There is in this work something that resists fixation, not blur as failure, but blur as condition, as though sharpness had never been anything more than a tacit agreement with the visible, fragile and provisional, an arrangement whose terms one accepts without ever truly believing in them. One thinks, looking at it, of photographic prints left too long in the developing bath, of which Sebald wrote in Austerlitz — those images in which the shadows of reality emerge from nothingness like memories in the middle of the night, darkening again if one tries to hold on to them. It is this same suspended temporality that one senses here, this same way the image has of offering itself and withdrawing in the same movement.
One thinks then, almost inevitably, of Gustave Le Gray : of those seascapes and cloud studies he made in the middle of the nineteenth century, which remain among the strangest and most unsettling in the entire history of photography. Le Gray had understood, before almost all of his contemporaries, that the truth of an image could be born of an acknowledged artifice : his skies were often taken from a separate negative, the exposure time required for the sky being impossible to reconcile with that of the sea, and it was from this very impossibility, from this invisible seam between two moments of the world, that something emerged which resembled less a document than a vision. In his prints, the light did not come from without ; it seemed to seep from the matter itself, like wax heated from within, and the skies he photographed had that particular quality of things that smoulder, that hold within themselves something on the verge of being consumed. It is this same lineage that the work summons, only to displace it, to cool it slightly, to muffle it. Where Le Gray radiated and consumed, here the light is held back. The golds are muted, the dense ambers threaded with deep ochres do not burn : they hold. The landscape is held as if imprisoned in resin — water, sky, vegetation, distant lights — caught in the mass, suspended, living and motionless at once, like those insects that amber has seized for eternity in their unfinished gesture.
This way of allowing time to become encrusted in colour, of allowing an ancient photographic memory to surface within the surface of a contemporary image, produces a strange superposition of times; neither document nor hallucination, something between the two, a layered image inhabited by several eras at once. Not an image that cites the past, but an image that the past continues to work from within, slowly, as moisture works its way through stone.

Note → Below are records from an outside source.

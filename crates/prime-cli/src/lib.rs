//! CLI adapter for prime-offload.
//!
//! `list` shows what the probe sees and what the offload policy thinks of
//! it; `env` resolves a forced-GPU directive and prints the environment a
//! launcher should apply before starting the application.

#![deny(unsafe_code)]
#![deny(unused_crate_dependencies)]

// Used by the binary only
use anyhow as _;
use dotenvy as _;
use tracing_subscriber as _;

pub mod commands;
pub mod env;
pub mod error;
pub mod handlers;
pub mod parser;

// Re-export primary types for convenient access
pub use commands::{Commands, EnvArgs, ListArgs, OutputFormat, RendererArgs};
pub use error::CliError;
pub use parser::Cli;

And the blur, total, completes this dissolution. It dissolves the contours until the landscape — grasses, reflections, distant margins — becomes a single continuous substance, undifferentiated, as though returned to a state prior to form, to a moment before the separation of things. What emerges is not a finished image but an intermediate state, a hesitation of matter between trace and disappearance, between what one sees and what one believes one recognises. Reality returns here like a nocturnal memory, dense at first, then retreating at the very moment one attempts to grasp it, as the light retreats from a day that never came to pass.
What the work offers to be seen is not an object of the world. It is the movement by which the world escapes.
The errors here are not errors. They are the work itself — intentions that only time, or accident, has known how to formulate.